“These days there are fewer and fewer things that money can’t buy,” says Harvard Professor Michael Sandel. But what he wants readers to consider in his new book, “What Money Can’t Buy: The Moral Limits of Markets,” is whether there should be limits — and where.

Stephanie Mitchell/Harvard Staff Photographer

Arts & Culture

Market dominance

5 min read

‘Skyboxification’ of American life at issue in Sandel’s latest book

Looking for a not-so-light summer read? In July and August, the Gazette will showcase recent books by Harvard authors.

Everything is for sale: It’s a refrain we hear time and again, the lament of anti-consumerist free spirits and the taunt of crusading capitalists.

It’s also increasingly true. From the right to pollute to a spot at the front of an amusement-park line, or even advertising space in jails and public schools, nearly every aspect of everyday life now comes with a price tag.

“These days there are fewer and fewer things that money can’t buy,” says Michael Sandel, Anne T. and Robert M. Bass Professor of Government in the Faculty of Arts and Sciences. What Sandel asks of readers of his new book, “What Money Can’t Buy: The Moral Limits of Markets,” is a fuller examination of the consequences.

The issue is nothing if not timely. Nearly four years after the financial crash that set off a global economic downturn, Americans have largely avoided a serious public discussion about the rules and the ethics of our free-market society, Sandel argues.

“When the financial crisis hit, there was a widespread sense that markets and morals had somehow become detached,” he says. “The striking feature of the aftermath of the financial crisis is that it has not brought a fundamental rethinking of the role of markets in our society.”

Like “Justice” — Sandel’s best-seller based on his enormously popular Harvard course of the same name — his latest book aims to make heady philosophical debate accessible to a broad audience.

Using examples both mundane and extreme, he asks readers to consider the often-blurry line between a harmless transaction and one that undermines professed values. For instance, many Americans wouldn’t balk at the idea of ticket scalping for New York’s Shakespeare in the Park series, where line-standers will camp out to obtain free tickets they can sell for a hefty profit. But what about allowing lobbyists on Capitol Hill to hire professional line-standers, to ensure their access to lawmakers? Should free public theater be put up for sale, but not a chance to influence the workings of government?
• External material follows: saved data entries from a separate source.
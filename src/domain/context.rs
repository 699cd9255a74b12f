use chrono::{DateTime, Utc};
use semver::Version;

/// Everything the classifier needs to know about one release invocation.
///
/// Collected once at startup from CLI flags, environment, VCS and manifest, then
/// never changed. Missing branch or commit information is an empty string; the
/// classifier decides whether that is fatal.
#[derive(Debug, Clone, PartialEq, Eq)]
pub struct ReleaseContext {
    pub branch: String,
    pub explicit_tag: Option<String>,
    pub commit_short: String,
    pub manifest_version: Version,
    pub build_time: DateTime<Utc>,
}

impl ReleaseContext {
    /// The explicit release tag, ignoring blank values
    pub fn explicit_tag(&self) -> Option<&str> {
        self.explicit_tag
            .as_deref()
            .map(str::trim)
            .filter(|tag| !tag.is_empty())
    }

    pub fn has_branch(&self) -> bool {
        !self.branch.trim().is_empty()
    }
}

#[cfg(test)]
mod tests {
    use super::*;
    use chrono::TimeZone;

    fn context(branch: &str, tag: Option<&str>) -> ReleaseContext {
        ReleaseContext {
            branch: branch.to_string(),
            explicit_tag: tag.map(str::to_string),
            commit_short: "abc1234".to_string(),
            manifest_version: Version::new(1, 0, 0),
            build_time: Utc.with_ymd_and_hms(2024, 1, 1, 0, 0, 0).unwrap(),
        }
    }

    #[test]
    fn test_explicit_tag_blank_is_none() {
        assert_eq!(context("master", Some("  ")).explicit_tag(), None);
        assert_eq!(context("master", None).explicit_tag(), None);
    }

    #[test]
    fn test_explicit_tag_trimmed() {
        assert_eq!(context("master", Some(" v1.0.0 ")).explicit_tag(), Some("v1.0.0"));
    }

    #[test]
    fn test_has_branch() {
        assert!(context("develop", None).has_branch());
        assert!(!context("", None).has_branch());
        assert!(!context("  ", None).has_branch());
    }
}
Then there are more abstract forms of line-jumping, like concierge medicine, a system where patients pay out of pocket for immediate access to an on-call physician, while the rest of us wait for appointments at the convenience of our doctors’ overbooked schedule. Are there ever situations where the wealthy shouldn’t be allowed the opportunity to jump ahead?

Sandel poses such questions not to vilify the rich, but to prompt his readers to examine how they feel about a world where the rich and the poor live separate lives.

“In a society where everything is for sale, life is harder for those of modest means,” he writes. “The more money can buy, the more affluence (or the lack of it) matters.”

He calls it the “skyboxification” of American life. “We live and work and shop and play in different places. Our children go to different schools,” he writes. “It’s not good for democracy, nor is it a satisfying way to live.”

Today, we have fewer and fewer civic spaces where citizens from different walks of life encounter one another, an “example of the way market values can crowd out moral and civic values,” Sandel says. “Market incentives sometimes work, but they can also undermine social cooperation.”

In an era of extreme market faith, he says, many economists have developed “imperial ambitions to explain all human behavior,” from questions of personal choice — whether to get married, how many children to have — all the way up to how to educate children, allocate health care, or protect the environment.

“Many [economists] assume that economic explanations are self-sufficient as social science and don’t presuppose any particular moral or ethical assumptions.” One goal of the book, Sandel adds, is to suggest that “we need to reconnect economics with its roots in moral and political philosophy.”

Still, Sandel isn’t exactly a crusading outsider with an ax to grind. In fact, he had planned to study economics as a Rhodes scholar at Oxford in the 1970s.

“I was intrigued by the idea that here was a clear, rigorous scientific way of understanding human society,” he says. “There’s something intoxicating about that promise.”

But as he delved deeper into moral and political philosophy, he began to feel there were many questions of social life and choice that couldn’t be answered by the purely rational models of his chosen field. “The more I studied, the more I realized that economics was not and could not be the value-neutral discipline or science that many economists understand it to be,” he says.

His interest in the ethical dimensions of economics remained. Although the book was in part prompted by the financial crisis, Sandel says, he had been working on the idea — and “collecting massive piles of interesting examples” — for 15 years. After refining the book’s concepts in Harvard classrooms for more than a decade, Sandel is spending much of the summer on a four-continent book tour, addressing free-market societies both old (an overflow crowd at St. Paul’s Cathedral in London) and new (his outdoor appearance before an audience of 14,000 in Seoul looked more like a rock concert than a lecture).

“I think there is a great hunger in market societies throughout the world for serious public debate about these questions,” he says.